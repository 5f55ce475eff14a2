use std::sync::Arc;

use tracing_subscriber::EnvFilter;

use lastmile_dispatch::api;
use lastmile_dispatch::config::{Config, LogFormat};
use lastmile_dispatch::engine::{dispatch, timers};
use lastmile_dispatch::error::AppError;
use lastmile_dispatch::gateway::consumers;
use lastmile_dispatch::state::AppState;

#[tokio::main]
async fn main() -> Result<(), AppError> {
    let config = Config::from_env()?;

    let subscriber = tracing_subscriber::fmt()
        .with_env_filter(EnvFilter::new(config.log_level.clone()))
        .with_target(false);
    match config.log_format {
        LogFormat::Json => subscriber.json().init(),
        LogFormat::Compact => subscriber.compact().init(),
    }

    let (app_state, expired_rx) = AppState::new(config.dispatch.clone());
    let shared_state = Arc::new(app_state);

    shared_state.gateway.start().await?;

    tokio::spawn(timers::run_expiry_worker(shared_state.clone(), expired_rx));
    let consumer_tasks = consumers::spawn_consumers(&shared_state);

    let recovered = dispatch::recover_pending_offers(&shared_state).await;
    tracing::info!(
        expired = recovered.expired,
        rearmed = recovered.rearmed,
        resumed = recovered.resumed,
        unpublished = recovered.unpublished,
        "startup recovery finished"
    );
    tokio::spawn(dispatch::run_recovery_sweeper(shared_state.clone()));

    let app = api::rest::router(shared_state.clone());

    let bind_addr = format!("0.0.0.0:{}", config.http_port);
    let listener = tokio::net::TcpListener::bind(&bind_addr)
        .await
        .map_err(|err| AppError::Internal(format!("failed to bind {bind_addr}: {err}")))?;

    tracing::info!(
        http_port = config.http_port,
        ranking = %config.dispatch.ranking,
        offer_ttl_secs = config.dispatch.offer_ttl.as_secs(),
        "http server started"
    );

    axum::serve(listener, app)
        .with_graceful_shutdown(shutdown_signal())
        .await
        .map_err(|err| AppError::Internal(format!("server error: {err}")))?;

    for task in consumer_tasks {
        task.abort();
    }
    tracing::info!("shutdown complete");

    Ok(())
}

async fn shutdown_signal() {
    if let Err(err) = tokio::signal::ctrl_c().await {
        tracing::error!(error = %err, "failed to listen for shutdown signal");
    }
}
use serde::{Deserialize, Serialize};

const EARTH_RADIUS_KM: f64 = 6_371.0;

#[derive(Debug, Clone, Copy, PartialEq, Serialize, Deserialize)]
pub struct GeoPoint {
    pub latitude: f64,
    pub longitude: f64,
}

impl GeoPoint {
    pub fn new(latitude: f64, longitude: f64) -> Self {
        Self {
            latitude,
            longitude,
        }
    }

    pub fn is_valid(&self) -> bool {
        (-90.0..=90.0).contains(&self.latitude) && (-180.0..=180.0).contains(&self.longitude)
    }
}

pub fn haversine_km(a: &GeoPoint, b: &GeoPoint) -> f64 {
    let lat1 = a.latitude.to_radians();
    let lat2 = b.latitude.to_radians();
    let delta_lat = (b.latitude - a.latitude).to_radians();
    let delta_lng = (b.longitude - a.longitude).to_radians();

    let sin_lat = (delta_lat / 2.0).sin();
    let sin_lng = (delta_lng / 2.0).sin();

    let haversine = sin_lat * sin_lat + lat1.cos() * lat2.cos() * sin_lng * sin_lng;
    let central_angle = 2.0 * haversine.sqrt().atan2((1.0 - haversine).sqrt());

    EARTH_RADIUS_KM * central_angle
}

/// Rounds a distance to two decimals, the precision used on orders and offers.
pub fn round_km(distance_km: f64) -> f64 {
    (distance_km * 100.0).round() / 100.0
}
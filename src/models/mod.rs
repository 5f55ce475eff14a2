pub mod fleet;
pub mod matching;
pub mod order;
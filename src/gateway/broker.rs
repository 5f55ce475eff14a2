use async_trait::async_trait;
use thiserror::Error;

#[derive(Debug, Clone, Error, PartialEq, Eq)]
pub enum BrokerError {
    #[error("broker connection lost")]
    Disconnected,

    #[error("broker refused connection: {0}")]
    ConnectFailed(String),

    #[error("queue {0} is not declared")]
    UnknownQueue(String),

    #[error("delivery {0} is not outstanding")]
    UnknownDelivery(u64),
}

/// A message handed to a consumer and awaiting ack or nack.
#[derive(Debug, Clone)]
pub struct Delivery {
    pub tag: u64,
    pub queue: String,
    pub payload: Vec<u8>,
    /// How many times this message was handed out before this delivery.
    pub redelivery_count: u32,
}

/// Transport to a durable-queue broker. Queues are competing-consumer:
/// each message goes to exactly one consumer and stays outstanding until it
/// is acked, or nacked with requeue.
#[async_trait]
pub trait Broker: Send + Sync {
    async fn connect(&self) -> Result<(), BrokerError>;

    fn is_connected(&self) -> bool;

    async fn declare_queue(&self, queue: &str) -> Result<(), BrokerError>;

    /// Persists `payload` on `queue`. Fails while disconnected; never drops
    /// silently.
    async fn publish(&self, queue: &str, payload: Vec<u8>) -> Result<(), BrokerError>;

    /// Waits for the next message on `queue`.
    async fn next_delivery(&self, queue: &str) -> Result<Delivery, BrokerError>;

    async fn ack(&self, delivery: &Delivery) -> Result<(), BrokerError>;

    async fn nack(&self, delivery: &Delivery, requeue: bool) -> Result<(), BrokerError>;
}
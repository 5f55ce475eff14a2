use std::env;
use std::time::Duration;

use crate::engine::scoring::RankingKind;
use crate::error::AppError;
use crate::retry::RetryPolicy;

#[derive(Debug, Clone, Copy, PartialEq, Eq)]
pub enum LogFormat {
    Compact,
    Json,
}

#[derive(Debug, Clone)]
pub struct Config {
    pub http_port: u16,
    pub log_level: String,
    pub log_format: LogFormat,
    pub dispatch: DispatchSettings,
}

/// Knobs the matching engine and event gateway read at runtime.
#[derive(Debug, Clone)]
pub struct DispatchSettings {
    pub offer_ttl: Duration,
    pub fan_out: usize,
    pub ranking: RankingKind,
    pub sweep_interval: Duration,
    pub directory_retry: RetryPolicy,
    pub broker_retry: RetryPolicy,
    pub max_redeliveries: u32,
}

impl Default for DispatchSettings {
    fn default() -> Self {
        Self {
            offer_ttl: Duration::from_secs(60),
            fan_out: 5,
            ranking: RankingKind::Distance,
            sweep_interval: Duration::from_secs(30),
            directory_retry: RetryPolicy::default(),
            broker_retry: RetryPolicy::new(5, Duration::from_millis(200), Duration::from_secs(5)),
            max_redeliveries: 5,
        }
    }
}

impl Config {
    pub fn from_env() -> Result<Self, AppError> {
        let _ = dotenvy::dotenv();

        let log_format = match env::var("LOG_FORMAT").as_deref() {
            Ok("json") => LogFormat::Json,
            Ok("compact") | Err(_) => LogFormat::Compact,
            Ok(other) => {
                return Err(AppError::Internal(format!(
                    "invalid LOG_FORMAT: {other}, expected compact or json"
                )));
            }
        };

        let fan_out: usize = parse_or_default("CANDIDATE_FAN_OUT", 5)?;
        if fan_out == 0 {
            return Err(AppError::Internal(
                "invalid CANDIDATE_FAN_OUT: must be > 0".to_string(),
            ));
        }

        let dispatch = DispatchSettings {
            offer_ttl: Duration::from_secs(parse_or_default("OFFER_TTL_SECS", 60)?),
            fan_out,
            ranking: parse_or_default("RANKING_STRATEGY", RankingKind::Distance)?,
            sweep_interval: Duration::from_secs(parse_or_default("SWEEP_INTERVAL_SECS", 30)?),
            directory_retry: RetryPolicy {
                max_retries: parse_or_default("DIRECTORY_MAX_RETRIES", 3)?,
                ..RetryPolicy::default()
            },
            broker_retry: RetryPolicy::new(
                parse_or_default("BROKER_MAX_RETRIES", 5)?,
                Duration::from_millis(parse_or_default("BROKER_INITIAL_BACKOFF_MS", 200)?),
                Duration::from_millis(parse_or_default("BROKER_MAX_BACKOFF_MS", 5000)?),
            ),
            max_redeliveries: parse_or_default("MAX_REDELIVERIES", 5)?,
        };

        Ok(Self {
            http_port: parse_or_default("HTTP_PORT", 3000)?,
            log_level: env::var("LOG_LEVEL").unwrap_or_else(|_| "info".to_string()),
            log_format,
            dispatch,
        })
    }
}

fn parse_or_default<T>(key: &str, default: T) -> Result<T, AppError>
where
    T: std::str::FromStr,
    T::Err: std::fmt::Display,
{
    match env::var(key) {
        Ok(raw) => raw
            .parse::<T>()
            .map_err(|err| AppError::Internal(format!("invalid {key}: {err}"))),
        Err(_) => Ok(default),
    }
}
use anyhow::{Context, Result};
use serde::{Deserialize, Serialize};
use std::env;
use std::path::{Path, PathBuf};

/// Default location of the optional config file, relative to the working directory
pub const DEFAULT_CONFIG_PATH: &str = ".mosaic-readme.toml";

pub const DEFAULT_API_URL: &str = "https://api.github.com";
pub const DEFAULT_DEPLOY_FILE: &str = "mosaic_tile_nft_deploy.json";

/// mosaic-readme configuration loaded from `.mosaic-readme.toml` and environment
#[derive(Debug, Clone, Default, Serialize, Deserialize)]
#[serde(default)]
pub struct Config {
    pub gist: GistConfig,
    pub paths: PathsConfig,
    pub addresses: AddressesConfig,
}

#[derive(Debug, Clone, Serialize, Deserialize)]
#[serde(default)]
pub struct GistConfig {
    pub api_url: String,
    pub gist_id: String,
    /// Only ever taken from `GITHUB_TOKEN`
    #[serde(skip)]
    pub token: String,
    pub deploy_file: String,
}

#[derive(Debug, Clone, Serialize, Deserialize)]
#[serde(default)]
pub struct PathsConfig {
    pub template: PathBuf,
    pub output: PathBuf,
    pub frontend: PathBuf,
    pub mosaic_tile: PathBuf,
}

/// Addresses listed in the balances table, keyed by role
#[derive(Debug, Clone, Default, Serialize, Deserialize)]
#[serde(default)]
pub struct AddressesConfig {
    pub deployer: String,
    pub minter: String,
    pub owner: String,
    pub user: String,
}

impl Default for GistConfig {
    fn default() -> Self {
        Self {
            api_url: DEFAULT_API_URL.to_string(),
            gist_id: String::new(),
            token: String::new(),
            deploy_file: DEFAULT_DEPLOY_FILE.to_string(),
        }
    }
}

impl Default for PathsConfig {
    fn default() -> Self {
        Self {
            template: PathBuf::from("README.template.md"),
            output: PathBuf::from("README.md"),
            frontend: PathBuf::from("frontend"),
            mosaic_tile: PathBuf::from("contracts/mosaic_tile_nft"),
        }
    }
}

impl AddressesConfig {
    /// Role/address pairs in a fixed order
    pub fn roles(&self) -> [(&'static str, &str); 4] {
        [
            ("deployer", self.deployer.as_str()),
            ("minter", self.minter.as_str()),
            ("owner", self.owner.as_str()),
            ("user", self.user.as_str()),
        ]
    }
}

impl Config {
    /// Load configuration from the given file and the process environment.
    /// Environment variables take precedence over config file values.
    pub fn load(path: &Path) -> Result<Self> {
        Self::load_with(path, |key| env::var(key).ok())
    }

    /// Same as [`Config::load`] with an explicit environment lookup
    pub fn load_with<F>(path: &Path, lookup: F) -> Result<Self>
    where
        F: Fn(&str) -> Option<String>,
    {
        let mut config = if path.exists() {
            let content = std::fs::read_to_string(path)
                .with_context(|| format!("Failed to read {}", path.display()))?;
            toml::from_str(&content)
                .with_context(|| format!("Failed to parse {}", path.display()))?
        } else {
            Config::default()
        };

        config.apply_env_overrides(lookup);

        Ok(config)
    }

    /// Apply environment variable overrides (env vars take precedence)
    fn apply_env_overrides<F>(&mut self, lookup: F)
    where
        F: Fn(&str) -> Option<String>,
    {
        // Gist
        if let Some(val) = lookup("GITHUB_API_URL") {
            self.gist.api_url = val;
        }
        if let Some(val) = lookup("GIST_ID") {
            self.gist.gist_id = val;
        }
        if let Some(val) = lookup("GITHUB_TOKEN") {
            self.gist.token = val;
        }

        // Addresses
        if let Some(val) = lookup("DEPLOYER_ADDRESS") {
            self.addresses.deployer = val;
        }
        if let Some(val) = lookup("MINTER_ADDRESS") {
            self.addresses.minter = val;
        }
        if let Some(val) = lookup("OWNER_ADDRESS") {
            self.addresses.owner = val;
        }
        if let Some(val) = lookup("USER_ADDRESS") {
            self.addresses.user = val;
        }
    }

    /// Generate a config.toml content string
    pub fn to_toml_string(&self) -> Result<String> {
        toml::to_string_pretty(self).context("Failed to serialize config to TOML")
    }
}

#[cfg(test)]
mod tests {
    use super::*;
    use std::collections::HashMap;
    use tempfile::TempDir;

    fn lookup_from(vars: &[(&str, &str)]) -> impl Fn(&str) -> Option<String> {
        let map: HashMap<String, String> = vars
            .iter()
            .map(|(k, v)| (k.to_string(), v.to_string()))
            .collect();
        move |key: &str| map.get(key).cloned()
    }

    #[test]
    fn test_missing_file_uses_defaults() {
        let dir = TempDir::new().unwrap();
        let config = Config::load_with(&dir.path().join("absent.toml"), |_| None).unwrap();

        assert_eq!(config.gist.api_url, DEFAULT_API_URL);
        assert_eq!(config.gist.deploy_file, DEFAULT_DEPLOY_FILE);
        assert_eq!(config.paths.template, PathBuf::from("README.template.md"));
        assert_eq!(config.paths.output, PathBuf::from("README.md"));
        assert_eq!(config.paths.frontend, PathBuf::from("frontend"));
        assert_eq!(config.paths.mosaic_tile, PathBuf::from("contracts/mosaic_tile_nft"));
        assert!(config.gist.gist_id.is_empty());
        assert!(config.addresses.deployer.is_empty());
    }

    #[test]
    fn test_env_populates_gist_and_addresses() {
        let dir = TempDir::new().unwrap();
        let lookup = lookup_from(&[
            ("GIST_ID", "abc123"),
            ("GITHUB_TOKEN", "secret"),
            ("DEPLOYER_ADDRESS", "stars1deployer"),
            ("USER_ADDRESS", "stars1user"),
        ]);
        let config = Config::load_with(&dir.path().join("absent.toml"), lookup).unwrap();

        assert_eq!(config.gist.gist_id, "abc123");
        assert_eq!(config.gist.token, "secret");
        assert_eq!(config.addresses.deployer, "stars1deployer");
        assert_eq!(config.addresses.user, "stars1user");
        assert_eq!(config.addresses.minter, "");
        assert_eq!(config.addresses.owner, "");
    }

    #[test]
    fn test_partial_file_keeps_other_defaults() {
        let dir = TempDir::new().unwrap();
        let path = dir.path().join("config.toml");
        std::fs::write(
            &path,
            "[paths]\noutput = \"docs/README.md\"\n\n[gist]\ngist_id = \"from-file\"\n",
        )
        .unwrap();

        let config = Config::load_with(&path, |_| None).unwrap();

        assert_eq!(config.paths.output, PathBuf::from("docs/README.md"));
        assert_eq!(config.paths.template, PathBuf::from("README.template.md"));
        assert_eq!(config.gist.gist_id, "from-file");
        assert_eq!(config.gist.api_url, DEFAULT_API_URL);
    }

    #[test]
    fn test_env_overrides_file() {
        let dir = TempDir::new().unwrap();
        let path = dir.path().join("config.toml");
        std::fs::write(&path, "[gist]\ngist_id = \"from-file\"\n").unwrap();

        let config = Config::load_with(&path, lookup_from(&[("GIST_ID", "from-env")])).unwrap();

        assert_eq!(config.gist.gist_id, "from-env");
    }

    #[test]
    fn test_token_is_never_read_from_file() {
        let dir = TempDir::new().unwrap();
        let path = dir.path().join("config.toml");
        std::fs::write(&path, "[gist]\ntoken = \"leaked\"\n").unwrap();

        let config = Config::load_with(&path, |_| None).unwrap();

        assert!(config.gist.token.is_empty());
    }

    #[test]
    fn test_invalid_toml_is_an_error() {
        let dir = TempDir::new().unwrap();
        let path = dir.path().join("config.toml");
        std::fs::write(&path, "[paths\noutput = ").unwrap();

        let err = Config::load_with(&path, |_| None).unwrap_err();
        assert!(err.to_string().contains("Failed to parse"));
    }

    #[test]
    fn test_to_toml_string_omits_token() {
        let mut config = Config::default();
        config.gist.token = "secret".to_string();

        let content = config.to_toml_string().unwrap();

        assert!(content.contains("[gist]"));
        assert!(content.contains("[paths]"));
        assert!(content.contains("[addresses]"));
        assert!(!content.contains("secret"));
    }
}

» Required action:
Every line from the data above that contains "None" must appear in the answer.

» Response to the exercise:
        let config = Config::load_with(&dir.path().join("absent.toml"), |_| None).unwrap();
        let config = Config::load_with(&path, |_| None).unwrap();
        let config = Config::load_with(&path, |_| None).unwrap();
        let err = Config::load_with(&path, |_| None).unwrap_err();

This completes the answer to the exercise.